The data:

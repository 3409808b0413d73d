//! Background fill resolution.

use crate::color::Color;
use crate::style::{BackgroundStyle, GradientDirection};

/// Endpoints of an SVG `linearGradient`, as percentages of the bounding box.
#[derive(Debug, Clone, Copy, PartialEq, Eq)]
pub struct GradientCoords {
    pub x1: &'static str,
    pub y1: &'static str,
    pub x2: &'static str,
    pub y2: &'static str,
}

impl GradientDirection {
    /// CSS angle in degrees, clockwise from "to top".
    pub fn angle(self) -> u16 {
        match self {
            Self::ToTop => 0,
            Self::ToTopRight => 45,
            Self::ToRight => 90,
            Self::ToBottomRight => 135,
            Self::ToBottom => 180,
            Self::ToBottomLeft => 225,
            Self::ToLeft => 270,
            Self::ToTopLeft => 315,
        }
    }

    pub fn svg_coords(self) -> GradientCoords {
        let (x1, y1, x2, y2) = match self {
            Self::ToRight => ("0%", "50%", "100%", "50%"),
            Self::ToLeft => ("100%", "50%", "0%", "50%"),
            Self::ToTop => ("50%", "100%", "50%", "0%"),
            Self::ToBottom => ("50%", "0%", "50%", "100%"),
            Self::ToTopRight => ("0%", "100%", "100%", "0%"),
            Self::ToTopLeft => ("100%", "100%", "0%", "0%"),
            Self::ToBottomRight => ("0%", "0%", "100%", "100%"),
            Self::ToBottomLeft => ("100%", "0%", "0%", "100%"),
        };
        GradientCoords { x1, y1, x2, y2 }
    }
}

/// A two-stop linear gradient.
#[derive(Debug, Clone, Copy, PartialEq, Eq)]
pub struct LinearGradient {
    pub direction: GradientDirection,
    pub from: Color,
    pub to: Color,
}

impl LinearGradient {
    pub fn angle(&self) -> u16 {
        self.direction.angle()
    }

    /// CSS `background` value, e.g. `linear-gradient(90deg, #ffffff, #f5f5f7)`.
    pub fn css(&self) -> String {
        format!("linear-gradient({}deg, {}, {})", self.angle(), self.from, self.to)
    }
}

/// Resolved background paint.
#[derive(Debug, Clone, Copy, PartialEq, Eq)]
pub enum Fill {
    Solid(Color),
    Linear(LinearGradient),
}

impl Fill {
    /// A gradient needs both a second color and a direction; otherwise the
    /// background is flat `gradient_from`.
    pub fn resolve(background: &BackgroundStyle) -> Self {
        match (background.gradient_to, background.direction) {
            (Some(to), Some(direction)) => Self::Linear(LinearGradient {
                direction,
                from: background.gradient_from,
                to,
            }),
            _ => Self::Solid(background.gradient_from),
        }
    }

    /// The first color stop (or the flat color).
    pub fn base_color(&self) -> Color {
        match self {
            Self::Solid(color) => *color,
            Self::Linear(gradient) => gradient.from,
        }
    }

    pub fn css(&self) -> String {
        match self {
            Self::Solid(color) => color.to_hex(),
            Self::Linear(gradient) => gradient.css(),
        }
    }
}

#[cfg(test)]
mod tests {
    use super::*;

    fn coords(d: GradientDirection) -> [&'static str; 4] {
        let c = d.svg_coords();
        [c.x1, c.y1, c.x2, c.y2]
    }

    #[test]
    fn every_direction_maps_to_svg_coords() {
        use GradientDirection::*;
        let expected = [
            (ToTop, ["50%", "100%", "50%", "0%"]),
            (ToTopRight, ["0%", "100%", "100%", "0%"]),
            (ToRight, ["0%", "50%", "100%", "50%"]),
            (ToBottomRight, ["0%", "0%", "100%", "100%"]),
            (ToBottom, ["50%", "0%", "50%", "100%"]),
            (ToBottomLeft, ["100%", "0%", "0%", "100%"]),
            (ToLeft, ["100%", "50%", "0%", "50%"]),
            (ToTopLeft, ["100%", "100%", "0%", "0%"]),
        ];
        for (direction, want) in expected {
            assert_eq!(coords(direction), want, "{direction:?}");
        }
    }

    #[test]
    fn angles_step_by_45_degrees() {
        let angles: Vec<u16> = GradientDirection::ALL.iter().map(|d| d.angle()).collect();
        assert_eq!(angles, vec![0, 45, 90, 135, 180, 225, 270, 315]);
    }

    #[test]
    fn fill_needs_both_stop_and_direction() {
        let mut bg = BackgroundStyle::default();
        assert!(matches!(Fill::resolve(&bg), Fill::Linear(_)));

        bg.direction = None;
        assert_eq!(Fill::resolve(&bg), Fill::Solid(bg.gradient_from));

        bg.direction = Some(GradientDirection::ToLeft);
        bg.gradient_to = None;
        assert_eq!(Fill::resolve(&bg), Fill::Solid(bg.gradient_from));
    }

    #[test]
    fn css_value() {
        let fill = Fill::resolve(&BackgroundStyle::default());
        assert_eq!(fill.css(), "linear-gradient(90deg, #ffffff, #f5f5f7)");
        assert_eq!(Fill::Solid(Color::BLACK).css(), "#000000");
    }
}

Your task:
The answer must be every entry, reproduced exactly.

Answer for the task:
repository 3409808b0413d73d
//! Background fill resolution.

use crate::color::Color;
use crate::style::{BackgroundStyle, GradientDirection};

/// Endpoints of an SVG `linearGradient`, as percentages of the bounding box.
#[derive(Debug, Clone, Copy, PartialEq, Eq)]
pub struct GradientCoords {
    pub x1: &'static str,
    pub y1: &'static str,
    pub x2: &'static str,
    pub y2: &'static str,
}

impl GradientDirection {
    /// CSS angle in degrees, clockwise from "to top".
    pub fn angle(self) -> u16 {
        match self {
            Self::ToTop => 0,
            Self::ToTopRight => 45,
            Self::ToRight => 90,
            Self::ToBottomRight => 135,
            Self::ToBottom => 180,
            Self::ToBottomLeft => 225,
            Self::ToLeft => 270,
            Self::ToTopLeft => 315,
        }
    }

    pub fn svg_coords(self) -> GradientCoords {
        let (x1, y1, x2, y2) = match self {
            Self::ToRight => ("0%", "50%", "100%", "50%"),
            Self::ToLeft => ("100%", "50%", "0%", "50%"),
            Self::ToTop => ("50%", "100%", "50%", "0%"),
            Self::ToBottom => ("50%", "0%", "50%", "100%"),
            Self::ToTopRight => ("0%", "100%", "100%", "0%"),
            Self::ToTopLeft => ("100%", "100%", "0%", "0%"),
            Self::ToBottomRight => ("0%", "0%", "100%", "100%"),
            Self::ToBottomLeft => ("100%", "0%", "0%", "100%"),
        };
        GradientCoords { x1, y1, x2, y2 }
    }
}

/// A two-stop linear gradient.
#[derive(Debug, Clone, Copy, PartialEq, Eq)]
pub struct LinearGradient {
    pub direction: GradientDirection,
    pub from: Color,
    pub to: Color,
}

impl LinearGradient {
    pub fn angle(&self) -> u16 {
        self.direction.angle()
    }

    /// CSS `background` value, e.g. `linear-gradient(90deg, #ffffff, #f5f5f7)`.
    pub fn css(&self) -> String {
        format!("linear-gradient({}deg, {}, {})", self.angle(), self.from, self.to)
    }
}

/// Resolved background paint.
#[derive(Debug, Clone, Copy, PartialEq, Eq)]
pub enum Fill {
    Solid(Color),
    Linear(LinearGradient),
}

impl Fill {
    /// A gradient needs both a second color and a direction; otherwise the
    /// background is flat `gradient_from`.
    pub fn resolve(background: &BackgroundStyle) -> Self {
        match (background.gradient_to, background.direction) {
            (Some(to), Some(direction)) => Self::Linear(LinearGradient {
                direction,
                from: background.gradient_from,
                to,
            }),
            _ => Self::Solid(background.gradient_from),
        }
    }

    /// The first color stop (or the flat color).
    pub fn base_color(&self) -> Color {
        match self {
            Self::Solid(color) => *color,
            Self::Linear(gradient) => gradient.from,
        }
    }

    pub fn css(&self) -> String {
        match self {
            Self::Solid(color) => color.to_hex(),
            Self::Linear(gradient) => gradient.css(),
        }
    }
}

#[cfg(test)]
mod tests {
    use super::*;

    fn coords(d: GradientDirection) -> [&'static str; 4] {
        let c = d.svg_coords();
        [c.x1, c.y1, c.x2, c.y2]
    }

    #[test]
    fn every_direction_maps_to_svg_coords() {
        use GradientDirection::*;
        let expected = [
            (ToTop, ["50%", "100%", "50%", "0%"]),
            (ToTopRight, ["0%", "100%", "100%", "0%"]),
            (ToRight, ["0%", "50%", "100%", "50%"]),
            (ToBottomRight, ["0%", "0%", "100%", "100%"]),
            (ToBottom, ["50%", "0%", "50%", "100%"]),
            (ToBottomLeft, ["100%", "0%", "0%", "100%"]),
            (ToLeft, ["100%", "50%", "0%", "50%"]),
            (ToTopLeft, ["100%", "100%", "0%", "0%"]),
        ];
        for (direction, want) in expected {
            assert_eq!(coords(direction), want, "{direction:?}");
        }
    }

    #[test]
    fn angles_step_by_45_degrees() {
        let angles: Vec<u16> = GradientDirection::ALL.iter().map(|d| d.angle()).collect();
        assert_eq!(angles, vec![0, 45, 90, 135, 180, 225, 270, 315]);
    }

    #[test]
    fn fill_needs_both_stop_and_direction() {
        let mut bg = BackgroundStyle::default();
        assert!(matches!(Fill::resolve(&bg), Fill::Linear(_)));

        bg.direction = None;
        assert_eq!(Fill::resolve(&bg), Fill::Solid(bg.gradient_from));

        bg.direction = Some(GradientDirection::ToLeft);
        bg.gradient_to = None;
        assert_eq!(Fill::resolve(&bg), Fill::Solid(bg.gradient_from));
    }

    #[test]
    fn css_value() {
        let fill = Fill::resolve(&BackgroundStyle::default());
        assert_eq!(fill.css(), "linear-gradient(90deg, #ffffff, #f5f5f7)");
        assert_eq!(Fill::Solid(Color::BLACK).css(), "#000000");
    }
}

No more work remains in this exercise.